<<<<
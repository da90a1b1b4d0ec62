//! Subscription feed retrieval
//!
//! Loads subscription URLs from a file, fetches each feed, and decodes the
//! body (feeds are commonly base64-wrapped). One unreachable feed costs its
//! own candidates only, never the run.

use std::path::Path;
use std::time::Duration;

use base64::engine::general_purpose::STANDARD as BASE64;
use base64::Engine;
use futures::StreamExt;
use tracing::{debug, info, warn};

use crate::error::{Result, TopVpnError};
use crate::models::Subscription;
use crate::parser;

const FETCH_CONCURRENCY: usize = 8;

pub struct SubscriptionManager {
    urls: Vec<String>,
    pub subscriptions: Vec<Subscription>,
    timeout: Duration,
}

impl SubscriptionManager {
    pub fn new(timeout: Duration) -> Self {
        Self {
            urls: Vec::new(),
            subscriptions: Vec::new(),
            timeout,
        }
    }

    /// Load subscription URLs from a file, one per line; only `https://`
    /// lines count, anything else in the file is ignored.
    pub fn add_from_file(&mut self, path: impl AsRef<Path>) -> Result<()> {
        let path = path.as_ref();
        let content = std::fs::read_to_string(path).map_err(|e| {
            TopVpnError::SubscriptionFile(format!("{}: {}", path.display(), e))
        })?;

        let urls: Vec<String> = content
            .lines()
            .map(str::trim)
            .filter(|line| line.starts_with("https://"))
            .map(str::to_string)
            .collect();

        info!("Loaded {} subscriptions from {}", urls.len(), path.display());
        for url in urls {
            if !self.urls.contains(&url) {
                self.urls.push(url);
            }
        }
        Ok(())
    }

    pub fn add_url(&mut self, url: impl Into<String>) {
        let url = url.into();
        if !self.urls.contains(&url) {
            self.urls.push(url);
        }
    }

    /// Fetch every feed concurrently. A failed fetch yields an empty
    /// subscription and a warning; the remaining feeds still count.
    pub async fn fetch_all(&mut self) -> Result<()> {
        let client = reqwest::Client::builder()
            .timeout(self.timeout)
            .build()?;
        let schemes = parser::supported_schemes();

        let subscriptions: Vec<Subscription> = futures::stream::iter(self.urls.clone())
            .map(|url| {
                let client = client.clone();
                let schemes = schemes.clone();
                async move { fetch_subscription(&client, &url, &schemes).await }
            })
            .buffered(FETCH_CONCURRENCY)
            .collect()
            .await;

        for sub in &subscriptions {
            debug!("Fetched {} server URLs from {}", sub.server_urls.len(), sub.url);
        }
        self.subscriptions = subscriptions;
        Ok(())
    }
}

async fn fetch_subscription(
    client: &reqwest::Client,
    url: &str,
    schemes: &[&str],
) -> Subscription {
    info!("Fetching subscription from {}", url);
    let text = match request_feed(client, url).await {
        Ok(text) => text,
        Err(e) => {
            warn!("Failed to fetch subscription from {}: {}", url, e);
            return Subscription::new(url);
        }
    };
    Subscription::from_content(url, &decode_feed(&text), schemes)
}

async fn request_feed(client: &reqwest::Client, url: &str) -> Result<String> {
    let response = client.get(url).send().await?;
    let response = response
        .error_for_status()
        .map_err(|e| TopVpnError::Http(e.to_string()))?;
    Ok(response.text().await?)
}

/// Feeds are frequently base64-encoded; decode when that yields valid UTF-8,
/// otherwise treat the body as plain text.
fn decode_feed(text: &str) -> String {
    let compact: String = text.split_whitespace().collect();
    match BASE64.decode(&compact) {
        Ok(bytes) => String::from_utf8(bytes).unwrap_or_else(|_| text.to_string()),
        Err(_) => text.to_string(),
    }
}
//! HTTP probing through assigned proxy slots
//!
//! Each slot-assigned candidate gets one client proxied through its local
//! SOCKS port and one GET per target URL. A chunk-global admission gate
//! bounds in-flight requests; the slots are a finite shared resource and a
//! single candidate must not see N x M simultaneous probes.

use std::collections::HashMap;
use std::sync::Arc;
use std::time::Duration;

use futures::StreamExt;
use tokio::sync::Semaphore;
use tokio::time::Instant;
use tracing::{debug, warn};

use crate::error::Result;
use crate::models::{ServerKey, BAD_STATUS, NOT_ALIVE};
use crate::pool::SlotAssignment;

/// Outcome of one probe request. Kept as an enum internally so "really slow"
/// and "failed" stay distinguishable until the sentinel conversion at the
/// merge boundary.
#[derive(Debug, Clone, Copy, PartialEq)]
pub enum ProbeOutcome {
    Ok(f64),
    BadStatus(u16),
    Failed,
}

impl ProbeOutcome {
    /// Sentinel encoding used by the ranking contract.
    pub fn as_latency(&self) -> f64 {
        match self {
            ProbeOutcome::Ok(elapsed) => *elapsed,
            ProbeOutcome::BadStatus(_) => BAD_STATUS,
            ProbeOutcome::Failed => NOT_ALIVE,
        }
    }
}

pub struct HttpProber {
    timeout: Duration,
    semaphore: Arc<Semaphore>,
}

impl HttpProber {
    pub fn new(timeout: Duration, max_concurrent_requests: usize) -> Self {
        Self {
            timeout,
            semaphore: Arc::new(Semaphore::new(max_concurrent_requests.max(1))),
        }
    }

    /// Probe every target URL through every assigned slot in the chunk.
    /// Per-request failures become sentinels; the only error path is a
    /// client that cannot even be constructed for a slot, which is also
    /// recorded as failed URLs rather than propagated.
    pub async fn check(
        &self,
        assignments: &[SlotAssignment],
        urls: &[String],
    ) -> HashMap<ServerKey, HashMap<String, f64>> {
        let results: Vec<(ServerKey, HashMap<String, f64>)> =
            futures::stream::iter(assignments)
                .map(|assignment| async move {
                    let times = self.check_slot(assignment, urls).await;
                    (assignment.server.key(), times)
                })
                .buffer_unordered(assignments.len().max(1))
                .collect()
                .await;

        results.into_iter().collect()
    }

    async fn check_slot(
        &self,
        assignment: &SlotAssignment,
        urls: &[String],
    ) -> HashMap<String, f64> {
        let client = match self.slot_client(assignment.local_port) {
            Ok(client) => client,
            Err(e) => {
                warn!(
                    "Failed to build client for slot {}: {}",
                    assignment.slot_index, e
                );
                return urls.iter().map(|u| (u.clone(), NOT_ALIVE)).collect();
            }
        };
        debug!(
            "Using proxy on port {} for server {}",
            assignment.local_port,
            assignment.server.key()
        );
        self.check_urls(&client, urls).await
    }

    /// Fan out one GET per URL under the chunk-global admission gate.
    async fn check_urls(
        &self,
        client: &reqwest::Client,
        urls: &[String],
    ) -> HashMap<String, f64> {
        let outcomes: Vec<(String, ProbeOutcome)> = futures::stream::iter(urls)
            .map(|url| {
                let client = client.clone();
                let semaphore = self.semaphore.clone();
                async move {
                    let _permit = semaphore.acquire().await;
                    let outcome = probe_url(&client, url).await;
                    (url.clone(), outcome)
                }
            })
            .buffer_unordered(urls.len().max(1))
            .collect()
            .await;

        outcomes
            .into_iter()
            .map(|(url, outcome)| (url, outcome.as_latency()))
            .collect()
    }

    fn slot_client(&self, local_port: u16) -> Result<reqwest::Client> {
        let proxy = reqwest::Proxy::all(format!("socks5://127.0.0.1:{}", local_port))?;
        let client = reqwest::Client::builder()
            .proxy(proxy)
            .timeout(self.timeout)
            .danger_accept_invalid_certs(true)
            .build()?;
        Ok(client)
    }
}

/// Issue one GET and time it. Body is drained so the measurement covers the
/// full response, matching how clients experience the proxy.
pub async fn probe_url(client: &reqwest::Client, url: &str) -> ProbeOutcome {
    let start = Instant::now();
    match client.get(url).send().await {
        Ok(response) => {
            let status = response.status();
            if !(status.is_success() || status.is_redirection()) {
                warn!("URL {} returned status {}", url, status);
                return ProbeOutcome::BadStatus(status.as_u16());
            }
            match response.bytes().await {
                Ok(_) => {
                    let elapsed = start.elapsed().as_secs_f64();
                    debug!("URL: {}, elapsed: {:.3}s", url, elapsed);
                    ProbeOutcome::Ok(elapsed)
                }
                Err(e) => {
                    warn!("Error reading body from {}: {}", url, e);
                    ProbeOutcome::Failed
                }
            }
        }
        Err(e) => {
            warn!("Error fetching URL {}: {}", url, e);
            ProbeOutcome::Failed
        }
    }
}

#[cfg(test)]
mod tests {
    use super::*;
    use std::sync::atomic::{AtomicUsize, Ordering};
    use tokio::io::{AsyncReadExt, AsyncWriteExt};
    use tokio::net::TcpListener;

    /// Minimal one-shot HTTP server returning a fixed status line.
    async fn serve_once(status_line: &'static str) -> u16 {
        let listener = TcpListener::bind("127.0.0.1:0").await.unwrap();
        let port = listener.local_addr().unwrap().port();
        tokio::spawn(async move {
            if let Ok((mut stream, _)) = listener.accept().await {
                let response = format!(
                    "{}\r\nContent-Length: 2\r\nConnection: close\r\n\r\nok",
                    status_line
                );
                let _ = stream.write_all(response.as_bytes()).await;
            }
        });
        port
    }

    fn plain_client() -> reqwest::Client {
        reqwest::Client::builder()
            .timeout(Duration::from_secs(2))
            .build()
            .unwrap()
    }

    #[tokio::test]
    async fn test_probe_url_success_measures_elapsed() {
        let port = serve_once("HTTP/1.1 200 OK").await;
        let outcome = probe_url(&plain_client(), &format!("http://127.0.0.1:{}/", port)).await;
        match outcome {
            ProbeOutcome::Ok(elapsed) => assert!(elapsed < NOT_ALIVE),
            other => panic!("expected success, got {:?}", other),
        }
    }

    #[tokio::test]
    async fn test_probe_url_bad_status() {
        let port = serve_once("HTTP/1.1 503 Service Unavailable").await;
        let outcome = probe_url(&plain_client(), &format!("http://127.0.0.1:{}/", port)).await;
        assert_eq!(outcome, ProbeOutcome::BadStatus(503));
        assert_eq!(outcome.as_latency(), BAD_STATUS);
    }

    #[tokio::test]
    async fn test_probe_url_connection_error_is_failed() {
        let listener = TcpListener::bind("127.0.0.1:0").await.unwrap();
        let port = listener.local_addr().unwrap().port();
        drop(listener);

        let outcome = probe_url(&plain_client(), &format!("http://127.0.0.1:{}/", port)).await;
        assert_eq!(outcome, ProbeOutcome::Failed);
        assert_eq!(outcome.as_latency(), NOT_ALIVE);
    }

    /// Server that answers every request only after a delay and records the
    /// peak number of simultaneously unanswered requests. A request stays
    /// unanswered for the full delay, so the recorded peak is exactly the
    /// number of probes in flight at once.
    async fn serve_slow(delay: Duration) -> (u16, Arc<AtomicUsize>) {
        let listener = TcpListener::bind("127.0.0.1:0").await.unwrap();
        let port = listener.local_addr().unwrap().port();
        let active = Arc::new(AtomicUsize::new(0));
        let peak = Arc::new(AtomicUsize::new(0));
        let observed = peak.clone();
        tokio::spawn(async move {
            while let Ok((mut stream, _)) = listener.accept().await {
                let active = active.clone();
                let peak = peak.clone();
                tokio::spawn(async move {
                    let mut buf = [0u8; 1024];
                    let _ = stream.read(&mut buf).await;
                    let now = active.fetch_add(1, Ordering::SeqCst) + 1;
                    peak.fetch_max(now, Ordering::SeqCst);
                    tokio::time::sleep(delay).await;
                    let response =
                        "HTTP/1.1 200 OK\r\nContent-Length: 2\r\nConnection: close\r\n\r\nok";
                    let _ = stream.write_all(response.as_bytes()).await;
                    active.fetch_sub(1, Ordering::SeqCst);
                });
            }
        });
        (port, observed)
    }

    #[tokio::test]
    async fn test_admission_gate_bounds_in_flight_requests() {
        let (port, peak) = serve_slow(Duration::from_millis(200)).await;
        let urls: Vec<String> = (0..6)
            .map(|i| format!("http://127.0.0.1:{}/{}", port, i))
            .collect();

        let prober = HttpProber::new(Duration::from_secs(5), 2);
        let times = prober.check_urls(&plain_client(), &urls).await;

        assert_eq!(times.len(), 6);
        assert!(times.values().all(|&t| t < NOT_ALIVE));
        assert_eq!(peak.load(Ordering::SeqCst), 2);
    }

    #[test]
    fn test_failure_sentinels_are_distinguishable_and_dominant() {
        assert_ne!(
            ProbeOutcome::BadStatus(500).as_latency(),
            ProbeOutcome::Failed.as_latency()
        );
        assert!(ProbeOutcome::BadStatus(500).as_latency() >= NOT_ALIVE);
        assert!(ProbeOutcome::Failed.as_latency() >= NOT_ALIVE);
    }
}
>>>>
> [DESCRIPTION OF THE TASK]: Reproduce exactly the lines of the records above from the one with "const FETCH_CONCURRENCY: usize = 8;" to the one with "feeds still count.", both included, and leave out everything else.

> [YOUR SOLUTION]:
const FETCH_CONCURRENCY: usize = 8;

pub struct SubscriptionManager {
    urls: Vec<String>,
    pub subscriptions: Vec<Subscription>,
    timeout: Duration,
}

impl SubscriptionManager {
    pub fn new(timeout: Duration) -> Self {
        Self {
            urls: Vec::new(),
            subscriptions: Vec::new(),
            timeout,
        }
    }

    /// Load subscription URLs from a file, one per line; only `https://`
    /// lines count, anything else in the file is ignored.
    pub fn add_from_file(&mut self, path: impl AsRef<Path>) -> Result<()> {
        let path = path.as_ref();
        let content = std::fs::read_to_string(path).map_err(|e| {
            TopVpnError::SubscriptionFile(format!("{}: {}", path.display(), e))
        })?;

        let urls: Vec<String> = content
            .lines()
            .map(str::trim)
            .filter(|line| line.starts_with("https://"))
            .map(str::to_string)
            .collect();

        info!("Loaded {} subscriptions from {}", urls.len(), path.display());
        for url in urls {
            if !self.urls.contains(&url) {
                self.urls.push(url);
            }
        }
        Ok(())
    }

    pub fn add_url(&mut self, url: impl Into<String>) {
        let url = url.into();
        if !self.urls.contains(&url) {
            self.urls.push(url);
        }
    }

    /// Fetch every feed concurrently. A failed fetch yields an empty
    /// subscription and a warning; the remaining feeds still count.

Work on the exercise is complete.